Work order: Looking at the data below, report how many lines contain "PerfLogger", with no other words.

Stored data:

·····

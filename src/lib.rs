mod canvas;
mod debug;
mod error;
mod host;
mod metrics;
mod path;
mod pdf;
mod perf;
mod plan;
mod raster;
mod render;
mod scene;
mod style;
mod surface;
mod types;

pub use canvas::{Canvas, CanvasSink, Command, Document, Page};
use debug::DebugLogger;
pub use error::{PageSceneError, Result};
pub use host::{
    CancelToken, ContentHost, DEFAULT_MEASURE_TIMEOUT, LayoutSignal, SharedHost, measure_block,
};
pub use metrics::{DocumentMetrics, PageMetrics};
pub use path::{ParsedPath, PathSeg, parse_path_data};
pub use pdf::{DirectPdfSink, MergePdfSink, PdfSurface, merge_pdfs};
use perf::{PerfLogger, timed};
pub use plan::{PlannedPage, flow_page_count, pack_blocks};
pub use raster::{DecodedImage, decode_image_bytes, decode_image_href};
pub use render::{MAX_USE_DEPTH, MAX_USE_EXPANSIONS, RenderOptions, RenderStats, render_scene};
pub use scene::{NodeKind, SceneNode, parse_scene};
pub use style::{Matrix, PaintState, ViewBox, parse_color, parse_length, parse_transform};
pub use surface::{FontSpec, PageSink, Surface, YAxis, ellipse_path, rect_path};
pub use types::{Orientation, PageFormat, Pt, Rgba, Size};

use rayon::prelude::*;
use serde_json::json;
use std::path::PathBuf;
use std::time::{Duration, Instant};

pub struct ScenePager {
    page_size: Size,
    measure_timeout: Duration,
    parallel_parse: bool,
    debug: Option<DebugLogger>,
    perf: Option<PerfLogger>,
}

#[derive(Debug)]
pub struct RenderOutput<T> {
    pub output: T,
    pub metrics: DocumentMetrics,
}

#[derive(Debug, Clone, Copy)]
struct FlowWindow {
    offset: f32,
    scene_height: f32,
}

impl ScenePager {
    pub fn builder() -> ScenePagerBuilder {
        ScenePagerBuilder::new()
    }

    pub fn page_size(&self) -> Size {
        self.page_size
    }

    fn width(&self) -> f32 {
        self.page_size.width.to_f32()
    }

    fn height(&self) -> f32 {
        self.page_size.height.to_f32()
    }

    pub fn measure_blocks<H: ContentHost>(
        &self,
        host: &SharedHost<H>,
        blocks: &[H::Content],
        cancel: &CancelToken,
    ) -> Result<Vec<f32>> {
        let width = self.width();
        blocks
            .iter()
            .enumerate()
            .map(|(index, block)| {
                cancel.check()?;
                let height = measure_block(host, block, width, self.measure_timeout)?;
                log::debug!("block {index} measured at {height}pt");
                Ok(height)
            })
            .collect()
    }

    pub fn plan_blocks(&self, heights: &[f32]) -> Vec<PlannedPage> {
        let pages = pack_blocks(self.height(), heights);
        for (index, page) in pages.iter().enumerate() {
            log::debug!(
                "page {} planned with {} block(s), {}pt used",
                index + 1,
                page.blocks.len(),
                page.used_height.to_f32()
            );
            if let Some(debug) = &self.debug {
                debug.log_event(&json!({
                    "type": "plan.page",
                    "page": index + 1,
                    "blocks": page.blocks,
                    "used_height": page.used_height.to_f32(),
                    "page_height": self.height(),
                }));
            }
        }
        pages
    }

    pub fn render_blocks<H, S>(
        &self,
        host: &SharedHost<H>,
        blocks: &[H::Content],
        mut sink: S,
        cancel: &CancelToken,
    ) -> Result<RenderOutput<S::Output>>
    where
        H: ContentHost,
        S: PageSink,
    {
        let perf = self.perf.as_ref();
        let mut metrics = DocumentMetrics::default();
        let (width, height) = (self.width(), self.height());

        let (heights, ms) = timed(perf, "measure", None, || {
            self.measure_blocks(host, blocks, cancel)
        });
        let heights = heights?;
        metrics.measure_ms = ms;

        let pages = self.plan_blocks(&heights);

        let (markups, ms) = timed(perf, "compose", None, || -> Result<Vec<String>> {
            pages
                .iter()
                .map(|page| {
                    cancel.check()?;
                    let members: Vec<&H::Content> =
                        page.blocks.iter().map(|&i| &blocks[i]).collect();
                    host.lock()?.render_blocks(&members, width, height)
                })
                .collect()
        });
        let markups = markups?;
        metrics.compose_ms = ms;

        let (scenes, ms) = timed(perf, "parse", None, || self.parse_all(&markups));
        metrics.parse_ms = ms;

        for (index, (page, scene)) in pages.iter().zip(&scenes).enumerate() {
            cancel.check()?;
            let page_metrics =
                self.render_page(&mut sink, index, scene.as_ref(), page.blocks.len(), None)?;
            metrics.total_render_ms += page_metrics.render_ms;
            metrics.pages.push(page_metrics);
        }

        let output = sink.finish()?;
        self.finish_logs("render_blocks", &metrics);
        Ok(RenderOutput { output, metrics })
    }

    pub fn render_flow<H, S>(
        &self,
        host: &SharedHost<H>,
        content: &H::Content,
        mut sink: S,
        cancel: &CancelToken,
    ) -> Result<RenderOutput<S::Output>>
    where
        H: ContentHost,
        S: PageSink,
    {
        let perf = self.perf.as_ref();
        let mut metrics = DocumentMetrics::default();
        let (width, height) = (self.width(), self.height());

        cancel.check()?;
        let (total, ms) = timed(perf, "measure", None, || {
            measure_block(host, content, width, self.measure_timeout)
        });
        let total = total?;
        metrics.measure_ms = ms;

        let page_count = flow_page_count(total, height);
        log::debug!("flow of {total}pt spans {page_count} page(s)");
        if let Some(debug) = &self.debug {
            debug.log_event(&json!({
                "type": "plan.flow",
                "total_height": total,
                "page_height": height,
                "pages": page_count,
            }));
        }

        cancel.check()?;
        let (markup, ms) = timed(perf, "compose", None, || -> Result<String> {
            host.lock()?.render_flow(content, width, total)
        });
        let markup = markup?;
        metrics.compose_ms = ms;

        let (scene, ms) = timed(perf, "parse", None, || parse_scene(&markup));
        metrics.parse_ms = ms;
        if scene.is_none() {
            log::warn!("flow scene markup has no root element");
        }

        for index in 0..page_count {
            cancel.check()?;
            let window = FlowWindow {
                offset: index as f32 * height,
                scene_height: total.max(height),
            };
            let page_metrics =
                self.render_page(&mut sink, index, scene.as_ref(), 1, Some(window))?;
            metrics.total_render_ms += page_metrics.render_ms;
            metrics.pages.push(page_metrics);
        }

        let output = sink.finish()?;
        self.finish_logs("render_flow", &metrics);
        Ok(RenderOutput { output, metrics })
    }

    pub fn render_scenes<S: PageSink>(
        &self,
        markups: &[String],
        mut sink: S,
    ) -> Result<RenderOutput<S::Output>> {
        let mut metrics = DocumentMetrics::default();
        let (scenes, ms) = timed(self.perf.as_ref(), "parse", None, || {
            self.parse_all(markups)
        });
        metrics.parse_ms = ms;

        for (index, scene) in scenes.iter().enumerate() {
            let page_metrics = self.render_page(&mut sink, index, scene.as_ref(), 0, None)?;
            metrics.total_render_ms += page_metrics.render_ms;
            metrics.pages.push(page_metrics);
        }
        if scenes.is_empty() {
            let page_metrics = self.render_page(&mut sink, 0, None, 0, None)?;
            metrics.pages.push(page_metrics);
        }

        let output = sink.finish()?;
        self.finish_logs("render_scenes", &metrics);
        Ok(RenderOutput { output, metrics })
    }

    fn parse_all(&self, markups: &[String]) -> Vec<Option<SceneNode>> {
        let scenes: Vec<Option<SceneNode>> = if self.parallel_parse && markups.len() > 1 {
            markups.par_iter().map(|m| parse_scene(m)).collect()
        } else {
            markups.iter().map(|m| parse_scene(m)).collect()
        };
        for (index, scene) in scenes.iter().enumerate() {
            if scene.is_none() {
                log::warn!("page {} scene markup has no root element", index + 1);
            }
        }
        scenes
    }

    fn render_page<S: PageSink>(
        &self,
        sink: &mut S,
        index: usize,
        scene: Option<&SceneNode>,
        block_count: usize,
        flow: Option<FlowWindow>,
    ) -> Result<PageMetrics> {
        let start = Instant::now();
        let (width, height) = (self.width(), self.height());
        let mut surface = sink.begin_page(index, self.page_size)?;

        let stats = match (scene, flow) {
            (None, _) => RenderStats::default(),
            (Some(root), None) => render_scene(
                root,
                &mut surface,
                RenderOptions {
                    page_width: width,
                    page_height: height,
                },
            ),
            (Some(root), Some(window)) => {
                surface.save();
                surface.clip_rect(0.0, 0.0, width, height);
                surface.concat_matrix(Matrix::translate(0.0, -window.offset));
                let stats = render_scene(
                    root,
                    &mut surface,
                    RenderOptions {
                        page_width: width,
                        page_height: window.scene_height,
                    },
                );
                surface.restore();
                stats
            }
        };
        sink.end_page(surface)?;

        let render_ms = start.elapsed().as_secs_f64() * 1000.0;
        let page_number = index + 1;
        log::debug!(
            "page {page_number} rendered: {} drawn, {} unresolved use(s), {} skipped",
            stats.drawn,
            stats.unresolved_uses,
            stats.skipped
        );
        if let Some(perf) = &self.perf {
            perf.log_span_ms("render", Some(page_number), render_ms);
            perf.log_counts(
                "render",
                Some(page_number),
                &[
                    ("drawn", stats.drawn as u64),
                    ("unresolved_uses", stats.unresolved_uses as u64),
                    ("skipped", stats.skipped as u64),
                ],
            );
        }
        if let Some(debug) = &self.debug {
            debug.increment("pages", 1);
            debug.increment("drawn", stats.drawn as u64);
            debug.increment("unresolved_uses", stats.unresolved_uses as u64);
            debug.increment("skipped", stats.skipped as u64);
        }

        Ok(PageMetrics {
            page_number,
            render_ms,
            block_count,
            drawn_elements: stats.drawn,
            unresolved_uses: stats.unresolved_uses,
            skipped_elements: stats.skipped,
        })
    }

    fn finish_logs(&self, context: &str, metrics: &DocumentMetrics) {
        if let Some(debug) = &self.debug {
            debug.log_event(&metrics.to_json());
            debug.emit_summary(context);
            debug.flush();
        }
        if let Some(perf) = &self.perf {
            perf.flush();
        }
    }
}

#[derive(Debug, Clone)]
pub struct ScenePagerBuilder {
    page_format: PageFormat,
    orientation: Orientation,
    page_size: Option<Size>,
    measure_timeout: Duration,
    parallel_parse: bool,
    debug_path: Option<PathBuf>,
    perf_path: Option<PathBuf>,
}

impl Default for ScenePagerBuilder {
    fn default() -> Self {
        Self::new()
    }
}

impl ScenePagerBuilder {
    pub fn new() -> Self {
        Self {
            page_format: PageFormat::default(),
            orientation: Orientation::default(),
            page_size: None,
            measure_timeout: DEFAULT_MEASURE_TIMEOUT,
            parallel_parse: true,
            debug_path: None,
            perf_path: None,
        }
    }

    pub fn page_format(mut self, format: PageFormat) -> Self {
        self.page_format = format;
        self
    }

    pub fn orientation(mut self, orientation: Orientation) -> Self {
        self.orientation = orientation;
        self
    }

    pub fn page_size(mut self, size: Size) -> Self {
        self.page_size = Some(size);
        self
    }

    pub fn measure_timeout(mut self, timeout: Duration) -> Self {
        self.measure_timeout = timeout;
        self
    }

    pub fn parallel_parse(mut self, enabled: bool) -> Self {
        self.parallel_parse = enabled;
        self
    }

    pub fn debug_log(mut self, path: impl Into<PathBuf>) -> Self {
        self.debug_path = Some(path.into());
        self
    }

    pub fn perf_log(mut self, path: impl Into<PathBuf>) -> Self {
        self.perf_path = Some(path.into());
        self
    }

    pub fn build(self) -> Result<ScenePager> {
        let page_size = self
            .page_size
            .unwrap_or_else(|| self.page_format.effective_size(self.orientation));
        if !page_size.is_drawable() {
            return Err(PageSceneError::InvalidConfiguration(format!(
                "page size must be positive and finite, got {}x{}pt",
                page_size.width.to_f32(),
                page_size.height.to_f32()
            )));
        }
        if self.measure_timeout.is_zero() {
            return Err(PageSceneError::InvalidConfiguration(
                "measure_timeout must be greater than zero".to_string(),
            ));
        }
        let debug = match self.debug_path {
            Some(path) => Some(DebugLogger::new(path)?),
            None => None,
        };
        let perf = match self.perf_path {
            Some(path) => Some(PerfLogger::new(path)?),
            None => None,
        };
        Ok(ScenePager {
            page_size,
            measure_timeout: self.measure_timeout,
            parallel_parse: self.parallel_parse,
            debug,
            perf,
        })
    }
}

·····

Exercise result: 3